**Problem to solve**: What is needed is the number of lines below that contain the word "bool", with no other output.
*** Opening Exercise material ***
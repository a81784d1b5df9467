//! DSS/DDM reply writer.
//!
//! `DdmWriter` assembles outbound DSSes in a [`MessageBuffer`]. Lengths are
//! written as placeholders and patched once the object is complete:
//!
//! ```text
//! DSS:  [len:2][0xD0][fmt|chain][corr:2] ddm...
//! DDM:  [len:2][cp:2] payload                      len <= 0x7FFF
//!       [0x8000|4+n:2][cp:2][payload len:n] payload n = 4, 6 or 8
//! ```
//!
//! A DSS larger than 32767 bytes is split in place into continuation
//! segments, each prefixed by a 2-byte header. Every DSS is written with the
//! "chained, same correlator" bit; [`DdmWriter::finalize_chain`] rewrites the
//! chain bits of the last DSS of a request once the request's own chain state
//! is known, and sends the buffer when the chain ends.

use std::fmt;
use std::sync::Arc;

use rust_decimal::Decimal;
use tokio::io::{AsyncBufRead, AsyncBufReadExt, AsyncReadExt, AsyncWrite, AsyncWriteExt, BufWriter};

use crate::buffer::{ByteOrder, MessageBuffer, DEFAULT_BUFFER_SIZE};
use crate::ccsid::CcsidManager;
use crate::code_points::{
    CONTINUATION_BIT, CONTINUATION_SEGMENT_DATA, DSSCHAIN_SAME_ID, DSSFMT_OBJDSS, DSSFMT_RPYDSS,
    DSSFMT_RQSDSS, DSS_HEADER_LEN, DSS_ID, DSS_NOCHAIN, MAX_DSS_LENGTH,
};
use crate::decimal::pack_decimal;
use crate::error::{DrdaError, DrdaResult};
use crate::trace::{ComBufferTrace, TraceDirection};

/// Longest LD string sent to requesters that accept 2-byte lengths in full.
pub const MAX_LD_STRING_LENGTH: usize = 0xFFFF;
/// Longest LD string sent to older requesters.
pub const LEGACY_LD_STRING_LENGTH: usize = 32700;

/// DDM length field announcing a layer B stream: no extended length bytes,
/// the object runs to the end of its DSS.
const STREAMING_DDM_LENGTH: u16 = 0x8004;
/// Header bytes in front of the first segment of a streamed object.
const STREAM_HEADER_LEN: usize = DSS_HEADER_LEN + 4;

/// Result of an LD string that had to be cut to fit its length field.
///
/// Sizes are in characters, mirroring a JDBC `DataTruncation` warning.
#[derive(Debug, Clone, Copy, PartialEq, Eq)]
pub struct LdTruncation {
    pub data_size: usize,
    pub transfer_size: usize,
}

/// Number of extended length bytes needed for a DDM object of `ddm_size`
/// bytes. Zero means the 2-byte length field suffices.
///
/// Two-byte extended lengths are never produced; requesters expect at
/// least four.
pub fn calculate_extended_length_byte_count(ddm_size: u64) -> usize {
    if ddm_size <= 0x7FFF {
        0
    } else if ddm_size <= 0xFFFF_FFFF {
        4
    } else if ddm_size <= 0xFFFF_FFFF_FFFF {
        6
    } else if ddm_size <= i64::MAX as u64 {
        8
    } else {
        0
    }
}

/// Writer for DSS replies on one connection.
pub struct DdmWriter {
    buffer: MessageBuffer,
    /// Offsets of open DDM objects, innermost last.
    mark_stack: Vec<usize>,
    dss_length_location: usize,
    correlation_id: Option<u16>,
    next_correlation_id: u16,
    previous_corr_id: Option<u16>,
    previous_chain_byte: u8,
    is_continuation_dss: bool,
    /// Header of the last finalized DSS still in the buffer.
    prev_hdr_location: Option<usize>,
    last_dss_before_mark: Option<usize>,
    mark_depth_before_mark: usize,
    /// Correlation state (next id, previous id, previous chain byte) at the mark.
    correlation_before_mark: (u16, Option<u16>, u8),
    ccsid: CcsidManager,
    long_ld_strings: bool,
    stream_out_buffer_size: usize,
    total_byte_count: u64,
    trace: Option<Arc<dyn ComBufferTrace>>,
}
*** Closing Exercise material ***
**Output of the task**: 2